12 comitivas e milhares de reais a menos em circulação
A edição 2016 da Cavalgada pode não acontecer. Ou, caso aconteça, será bem mais modesta e sem o forte apelo “rural” presente até este último domingo. As restrições (exigidas pelos órgãos de fiscalização) relacionadas ao uso de animais são apontadas pelos participantes do evento como uma das causas do provável fim da festa.
Observe a extensa cadeia de serviços (e consumo) envolvida na Cavalgada:
12 comitivas (sendo oito comerciais: que vendem camisetas para que o integrante possa participar)/ 43 carretas/ cada camiseta é vendida, em média, a R$ 150/ em cada comitiva há uma média de 600 a mil pessoas, segundo cálculos da Secretaria de Estado de Turismo, organizadora do evento.
Além disso, cada comitiva consome milhares de litros de água, cerveja, refrigerantes, whisky, energéticos e carnes.
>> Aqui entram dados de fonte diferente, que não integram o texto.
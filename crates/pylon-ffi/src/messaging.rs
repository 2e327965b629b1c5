//! WebSocket sends, broadcasts and connection housekeeping
//!
//! A bad argument (null server, malformed id, null data) reports
//! `NotFound` or `Dropped` and sets the last error.

use std::os::raw::c_char;

use pylon_core::{BroadcastStatus, ConnectionId, SendStatus};
use pylon_server::Server;

use crate::error::{fail, FfiError};
use crate::types::PylonServer;
use crate::{bytes_arg, parse_id, server_ref};

#[derive(Clone, Copy)]
enum Frame {
    Text,
    Binary,
    CompressedText,
}

unsafe fn send(
    server: *mut PylonServer,
    id: *const c_char,
    data: *const u8,
    len: usize,
    frame: Frame,
) -> SendStatus {
    let target = server_ref(server).and_then(|server| {
        let id: ConnectionId = parse_id(id, "connection_id")?;
        Ok((server, id))
    });
    let (server, id) = match target {
        Ok(target) => target,
        Err(e) => {
            fail(e);
            return SendStatus::NotFound;
        }
    };
    let data = match bytes_arg(data, len) {
        Ok(data) => data,
        Err(e) => {
            fail(e);
            return SendStatus::Dropped;
        }
    };

    match frame {
        Frame::Text => server.send_text(&id, data),
        Frame::Binary => server.send_binary(&id, data.to_vec()),
        Frame::CompressedText => server.send_compressed_text(&id, data),
    }
}

unsafe fn broadcast(
    server: *mut PylonServer,
    data: *const u8,
    len: usize,
    frame: Frame,
) -> BroadcastStatus {
    let args = server_ref(server).and_then(|server| Ok((server, bytes_arg(data, len)?)));
    let (server, data) = match args {
        Ok(args) => args,
        Err(e) => {
            fail(e);
            return BroadcastStatus::Dropped;
        }
    };

    match frame {
        Frame::Text => server.broadcast_text(data),
        Frame::Binary => server.broadcast_binary(data.to_vec()),
        Frame::CompressedText => server.broadcast_compressed_text(data),
    }
}

/// Send a text message to one connection
///
/// `data` must be UTF-8; invalid text is `Dropped`.
///
/// # Safety
///
/// - `server` must be a valid server pointer
/// - `connection_id` must be a valid NUL-terminated string
/// - `data` must be valid for `len` bytes (may be null when `len` is 0)
#[no_mangle]
pub unsafe extern "C" fn pylon_send_text(
    server: *mut PylonServer,
    connection_id: *const c_char,
    data: *const u8,
    len: usize,
) -> SendStatus {
    send(server, connection_id, data, len, Frame::Text)
}

/// Send a binary message to one connection
///
/// # Safety
///
/// Same requirements as `pylon_send_text`.
#[no_mangle]
pub unsafe extern "C" fn pylon_send_binary(
    server: *mut PylonServer,
    connection_id: *const c_char,
    data: *const u8,
    len: usize,
) -> SendStatus {
    send(server, connection_id, data, len, Frame::Binary)
}

/// Send a text message marked for compression to one connection
///
/// # Safety
///
/// Same requirements as `pylon_send_text`.
#[no_mangle]
pub unsafe extern "C" fn pylon_send_compressed_text(
    server: *mut PylonServer,
    connection_id: *const c_char,
    data: *const u8,
    len: usize,
) -> SendStatus {
    send(server, connection_id, data, len, Frame::CompressedText)
}

/// Send a text message to every live connection
///
/// # Safety
///
/// - `server` must be a valid server pointer
/// - `data` must be valid for `len` bytes (may be null when `len` is 0)
#[no_mangle]
pub unsafe extern "C" fn pylon_broadcast_text(
    server: *mut PylonServer,
    data: *const u8,
    len: usize,
) -> BroadcastStatus {
    broadcast(server, data, len, Frame::Text)
}

/// Send a binary message to every live connection
///
/// # Safety
///
/// Same requirements as `pylon_broadcast_text`.
#[no_mangle]
pub unsafe extern "C" fn pylon_broadcast_binary(
    server: *mut PylonServer,
    data: *const u8,
    len: usize,
) -> BroadcastStatus {
    broadcast(server, data, len, Frame::Binary)
}

/// Send a text message marked for compression to every live connection
///
/// # Safety
///
/// Same requirements as `pylon_broadcast_text`.
#[no_mangle]
pub unsafe extern "C" fn pylon_broadcast_compressed_text(
    server: *mut PylonServer,
    data: *const u8,
    len: usize,
) -> BroadcastStatus {
    broadcast(server, data, len, Frame::CompressedText)
}

/// Close one connection with code 1000
///
/// Returns false for an unknown or already faded connection.
///
/// # Safety
///
/// - `server` must be a valid server pointer
/// - `connection_id` must be a valid NUL-terminated string
#[no_mangle]
pub unsafe extern "C" fn pylon_disconnect(
    server: *mut PylonServer,
    connection_id: *const c_char,
) -> bool {
    let result = server_ref(server).and_then(|server| {
        let id: ConnectionId = parse_id(connection_id, "connection_id")?;
        Ok(server.disconnect(&id))
    });

    result.unwrap_or_else(|e: FfiError| {
        fail(e);
        false
    })
}

/// Live connections; faded ones are not counted
///
/// # Safety
///
/// `server` must be null or a valid server pointer.
#[no_mangle]
pub unsafe extern "C" fn pylon_num_connected_clients(server: *const PylonServer) -> usize {
    server_ref(server).map_or(0, Server::num_connected_clients)
}

/// Remove faded connections; returns how many were removed
///
/// Call between polls, never from inside event handling for the same tick.
///
/// # Safety
///
/// `server` must be null or a valid server pointer.
#[no_mangle]
pub unsafe extern "C" fn pylon_purge(server: *mut PylonServer) -> usize {
    server_ref(server).map_or(0, Server::purge_faded)
}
Cada item desses exige a compra em distribuidoras, casas especializadas e açougues.
Cada comitiva “enfeita” as carretas: são contratados profissionais especializados em linguagem visual para que o caminhão atenda ao apelo “country” que a festa tem.
“Não há um número definitivo a respeito do quanto se deixa de circular, mas são milhares de reais envolvidos no evento e que, neste ano, teve uma característica própria: muitas barracas foram montadas ao longo da via, formando uma outra rede de consumo”, afirmou a secretária de Estado de Turismo, Raquel Moreira.